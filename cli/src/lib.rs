// Copyright (c) 2026 100monkeys.ai
// SPDX-License-Identifier: AGPL-3.0
//! Agent lifecycle CLI library - exposes testable components
//!
//! # Architecture
//!
//! - **Layer:** Interface / Presentation Layer
//! - **Purpose:** Command handlers, daemon loop and in-process service wiring

pub mod commands;
pub mod daemon;
pub mod embedded;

EXERCISE PROMPT » Restate each of the entries above verbatim.

SOLUTION BELOW »
filename cli/src/lib.rs
// Copyright (c) 2026 100monkeys.ai
// SPDX-License-Identifier: AGPL-3.0
//! Agent lifecycle CLI library - exposes testable components
//!
//! # Architecture
//!
//! - **Layer:** Interface / Presentation Layer
//! - **Purpose:** Command handlers, daemon loop and in-process service wiring

pub mod commands;
pub mod daemon;
pub mod embedded;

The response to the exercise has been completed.